Trauma is stored in the body, and today, many of us remember our attackers. We are reminded that the system never holds them accountable. It is designed by them to defend them.
Today, I find solace in the words of great writers who have gone before me. My hope is that these poems and quotes may bring some comfort to you as well.
Tired
by Langston Hughes I am so tired of waiting, Aren't you, For the world to become good And beautiful and kind? Let us take a knife And cut the world in two — And see what worms are eating At the rind.
The Second Coming
By William Butler Yeats Turning and turning in the widening gyre The falcon cannot hear the falconer; Things fall apart; the centre cannot hold; Mere anarchy is loosed upon the world, The blood-dimmed tide is loosed, and everywhere The ceremony of innocence is drowned; The best lack all conviction, while the worst Are full of passionate intensity. Surely some revelation is at hand; Surely the Second Coming is at hand. The Second Coming! Hardly are those words out When a vast image out of Spiritus Mundi Troubles my sight: somewhere in sands of the desert A shape with lion body and the head of a man, A gaze blank and pitiless as the sun, Is moving its slow thighs, while all about it Reel shadows of the indignant desert birds. The darkness drops again; but now I know That twenty centuries of stony sleep Were vexed to nightmare by a rocking cradle, And what rough beast, its hour come round at last, Slouches towards Bethlehem to be born?
Still I Rise
By Maya Angelou You may write me down in history With your bitter, twisted lies, You may trod me in the very dirt But still, like dust, I'll rise. Does my sassiness upset you?
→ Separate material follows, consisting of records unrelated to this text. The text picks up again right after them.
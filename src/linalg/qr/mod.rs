//! The QR decomposition decomposes a matrix `A` into the product
//! `A = Q × R`,
//! where `Q` is an orthogonal matrix, represented as a sequence of Householder reflections, and
//! `R` is an upper trapezoidal matrix.
//!
//! # Example
//! ```
//! use slap::{
//!     dyn_stack::{GlobalPodBuffer, PodStack, StackReq},
//!     linalg::qr,
//!     mat, Mat,
//! };
//!
//! let a = mat![[3.0, 1.0], [4.0, 2.0], [0.0, 2.0]];
//! let (m, n) = a.shape();
//!
//! let mut mem = GlobalPodBuffer::new(
//!     StackReq::try_any_of([
//!         qr::compute::qr_in_place_req(m, n).unwrap(),
//!         qr::reconstruct::compute_q_req(m).unwrap(),
//!     ])
//!     .unwrap(),
//! );
//!
//! let mut factors = a.clone();
//! let mut betas = Mat::zeros(m, 1);
//! qr::compute::qr_in_place(
//!     factors.as_mut(),
//!     betas.as_mut(),
//!     Default::default(),
//!     PodStack::new(&mut mem),
//! )
//! .unwrap();
//!
//! let mut q = Mat::zeros(m, m);
//! qr::reconstruct::compute_q(q.as_mut(), factors.as_ref(), betas.as_ref(), PodStack::new(&mut mem))
//!     .unwrap();
//!
//! // |R[0, 0]| is the norm of the first column.
//! assert!((factors.read(0, 0).abs() - 5.0).abs() < 1e-12);
//! ```

use crate::{
    error::{slap_error, SlapError},
    linalg::check_vector,
    mat::ShapeDisplay,
    MatRef,
};

/// Computing the decomposition.
pub mod compute;
/// Reconstructing the orthogonal factor from the decomposition.
pub mod reconstruct;
/// Applying the orthogonal factor and solving least squares problems.
pub mod solve;

/// QR factorization tuning parameters.
#[derive(Copy, Clone, Debug)]
#[non_exhaustive]
pub struct QrParams {
    /// Squared norm below which the part of a column under the diagonal is considered zero, in
    /// which case no reflection is applied to it.
    pub zero_tolerance: f64,
}

impl Default for QrParams {
    #[inline]
    fn default() -> Self {
        Self {
            zero_tolerance: 1e-10,
        }
    }
}

pub(crate) fn check_betas(op: &str, betas: MatRef<'_>, nrows: usize) -> Result<(), SlapError> {
    check_vector(op, betas.layout())?;
    if betas.nrows() != nrows {
        return slap_error!(
            SlapError::IncompatibleDimensions,
            "{op}: expected {nrows} scaling factors, got {}",
            ShapeDisplay(betas.layout())
        );
    }
    Ok(())
}

pub(crate) fn check_factors(op: &str, qr: MatRef<'_>, betas: MatRef<'_>) -> Result<(), SlapError> {
    qr.check()?;
    betas.check()?;
    if qr.nrows() < qr.ncols() {
        return slap_error!(
            SlapError::IncompatibleDimensions,
            "{op}: expected a square or tall factorization, got {}",
            ShapeDisplay(qr.layout())
        );
    }
    check_betas(op, betas, qr.nrows())
}

#[cfg(test)]
mod tests {
    use super::{compute::*, reconstruct::*, solve::*, QrParams};
    use crate::{
        linalg::{
            matmul::matmul, reductions::normed_difference, triangular::is_upper_triangular,
            triangular::make_upper_triangular,
        },
        Mat, MatRef, SlapError,
    };
    use assert_approx_eq::assert_approx_eq;
    use dyn_stack::{GlobalPodBuffer, PodStack, StackReq};

    struct Factors {
        qr: Mat,
        betas: Mat,
    }

    fn factorize(a: MatRef<'_>) -> Factors {
        let (m, n) = a.shape();
        let mut qr = a.to_owned();
        let mut betas = Mat::zeros(m, 1);
        qr_in_place(
            qr.as_mut(),
            betas.as_mut(),
            QrParams::default(),
            PodStack::new(&mut GlobalPodBuffer::new(qr_in_place_req(m, n).unwrap())),
        )
        .unwrap();
        Factors { qr, betas }
    }

    fn q_of(f: &Factors) -> Mat {
        let m = f.qr.nrows();
        let mut q = Mat::zeros(m, m);
        compute_q(
            q.as_mut(),
            f.qr.as_ref(),
            f.betas.as_ref(),
            PodStack::new(&mut GlobalPodBuffer::new(compute_q_req(m).unwrap())),
        )
        .unwrap();
        q
    }

    fn r_of(f: &Factors) -> Mat {
        let mut r = f.qr.clone();
        make_upper_triangular(r.as_mut()).unwrap();
        r
    }

    fn assert_orthogonal(q: MatRef<'_>) {
        let m = q.nrows();
        let mut qtq = Mat::zeros(m, m);
        matmul(qtq.as_mut(), q.transpose(), q, 1.0, 0.0).unwrap();
        assert!(normed_difference(qtq.as_ref(), Mat::identity(m, m).as_ref()) < 1e-10);
    }

    fn check_factorization(a: MatRef<'_>) {
        let f = factorize(a);
        let q = q_of(&f);
        let r = r_of(&f);
        assert_orthogonal(q.as_ref());
        assert!(is_upper_triangular(r.as_ref()));

        // Q × R = A
        let (m, n) = a.shape();
        let mut qr = Mat::zeros(m, n);
        matmul(
            qr.as_mut(),
            q.as_ref(),
            r.as_ref(),
            1.0,
            0.0,
        )
        .unwrap();
        for j in 0..n {
            for i in 0..m {
                assert_approx_eq!(qr.read(i, j), a.read(i, j), 1e-10);
            }
        }
    }

    #[test]
    fn square() {
        let a = Mat::from_fn(5, 5, |i, j| (((i + 1) * (j + 2)) % 7) as f64 - 3.0);
        check_factorization(a.as_ref());
        check_factorization(a.as_ref().transpose());
    }

    #[test]
    fn tall() {
        let a = Mat::from_fn(5, 3, |i, j| if i == j { 2.0 } else { (i + j) as f64 * 0.5 });
        check_factorization(a.as_ref());

        let a = Mat::from_fn(20, 7, |_, _| rand::random::<f64>() - 0.5);
        check_factorization(a.as_ref());
    }

    #[test]
    fn already_triangular_column() {
        let a = crate::mat![[2.0, 1.0], [0.0, 3.0], [0.0, 4.0]];
        let f = factorize(a.as_ref());
        assert_eq!(f.betas.read(0, 0), 0.0);
        assert_eq!(f.qr.read(0, 0), 2.0);
        assert_approx_eq!(libm::fabs(f.qr.read(1, 1)), 5.0);
        assert_eq!(f.betas.read(2, 0), 0.0);
        check_factorization(a.as_ref());
    }

    #[test]
    fn q_transpose_application() {
        let a = Mat::from_fn(6, 4, |_, _| rand::random::<f64>());
        let b = Mat::from_fn(6, 2, |_, _| rand::random::<f64>());
        let f = factorize(a.as_ref());
        let q = q_of(&f);

        let mut expected = Mat::zeros(6, 2);
        matmul(expected.as_mut(), q.as_ref().transpose(), b.as_ref(), 1.0, 0.0).unwrap();

        let mut mem = GlobalPodBuffer::new(
            StackReq::try_any_of([apply_q_transpose_req(2).unwrap(), apply_q_req(2).unwrap()])
                .unwrap(),
        );
        let mut qtb = b.clone();
        apply_q_transpose(
            f.qr.as_ref(),
            f.betas.as_ref(),
            qtb.as_mut(),
            PodStack::new(&mut mem),
        )
        .unwrap();
        assert!(normed_difference(qtb.as_ref(), expected.as_ref()) < 1e-10);

        apply_q(f.qr.as_ref(), f.betas.as_ref(), qtb.as_mut(), PodStack::new(&mut mem)).unwrap();
        assert!(normed_difference(qtb.as_ref(), b.as_ref()) < 1e-10);
    }

    #[test]
    fn least_squares() {
        // fit y = 1 + 2t through exact samples.
        let a = Mat::from_fn(6, 2, |i, j| if j == 0 { 1.0 } else { i as f64 });
        let mut y = Mat::from_fn(6, 1, |i, _| 1.0 + 2.0 * i as f64);
        let f = factorize(a.as_ref());
        solve_lstsq_in_place(
            f.qr.as_ref(),
            f.betas.as_ref(),
            y.as_mut(),
            PodStack::new(&mut GlobalPodBuffer::new(solve_lstsq_in_place_req(1).unwrap())),
        )
        .unwrap();
        assert_approx_eq!(y.read(0, 0), 1.0, 1e-10);
        assert_approx_eq!(y.read(1, 0), 2.0, 1e-10);
        for i in 2..6 {
            assert_approx_eq!(y.read(i, 0), 0.0, 1e-10);
        }
    }

    #[test]
    fn shape_errors() {
        let mut mem = GlobalPodBuffer::new(qr_in_place_req(3, 3).unwrap());

        let mut wide = Mat::zeros(2, 3);
        let mut betas = Mat::zeros(2, 1);
        assert_eq!(
            qr_in_place(
                wide.as_mut(),
                betas.as_mut(),
                QrParams::default(),
                PodStack::new(&mut mem),
            ),
            Err(SlapError::IncompatibleDimensions),
        );

        let mut a = Mat::identity(3, 3);
        let mut short = Mat::zeros(2, 1);
        assert_eq!(
            qr_in_place(
                a.as_mut(),
                short.as_mut(),
                QrParams::default(),
                PodStack::new(&mut mem),
            ),
            Err(SlapError::IncompatibleDimensions),
        );

        let f = factorize(Mat::identity(3, 3).as_ref());
        let mut q = Mat::zeros(3, 2);
        assert_eq!(
            compute_q(
                q.as_mut(),
                f.qr.as_ref(),
                f.betas.as_ref(),
                PodStack::new(&mut mem),
            ),
            Err(SlapError::IncompatibleDimensions),
        );
    }
}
Why are you beset with gloom? ’Cause I walk like I've got oil wells Pumping in my living room. Just like moons and like suns, With the certainty of tides, Just like hopes springing high, Still I'll rise. Did you want to see me broken? Bowed head and lowered eyes? Shoulders falling down like teardrops, Weakened by my soulful cries? Does my haughtiness offend you? Don't you take it awful hard ’Cause I laugh like I've got gold mines Diggin’ in my own backyard. You may shoot me with your words, You may cut me with your eyes, You may kill me with your hatefulness, But still, like air, I’ll rise. Does my sexiness upset you? Does it come as a surprise That I dance like I've got diamonds At the meeting of my thighs? Out of the huts of history’s shame I rise Up from a past that’s rooted in pain I rise I'm a black ocean, leaping and wide, Welling and swelling I bear in the tide. Leaving behind nights of terror and fear I rise Into a daybreak that’s wondrously clear I rise Bringing the gifts that my ancestors gave, I am the dream and the hope of the slave. I rise I rise I rise.
Perhaps the World Ends Here
By Joy Harjo The world begins at a kitchen table. No matter what, we must eat to live. The gifts of earth are brought and prepared, set on the table. So it has been since creation, and it will go on. We chase chickens or dogs away from it. Babies teethe at the corners. They scrape their knees under it. It is here that children are given instructions on what it means to be human. We make men at it, we make women. At this table we gossip, recall enemies and the ghosts of lovers. Our dreams drink coffee with us as they put their arms around our children. They laugh with us at our poor falling-down selves and as we put ourselves back together once again at the table. This table has been a house in the rain, an umbrella in the sun. Wars have begun and ended at this table. It is a place to hide in the shadow of terror. A place to celebrate the terrible victory. We have given birth on this table, and have prepared our parents for burial here. At this table we sing with joy, with sorrow. We pray of suffering and remorse. We give thanks. Perhaps the world will end at the kitchen table, while we are laughing and crying, eating of the last sweet bite. Copyright Credit: "Perhaps the World Ends Here" from The Woman Who Fell From the Sky by Joy Harjo.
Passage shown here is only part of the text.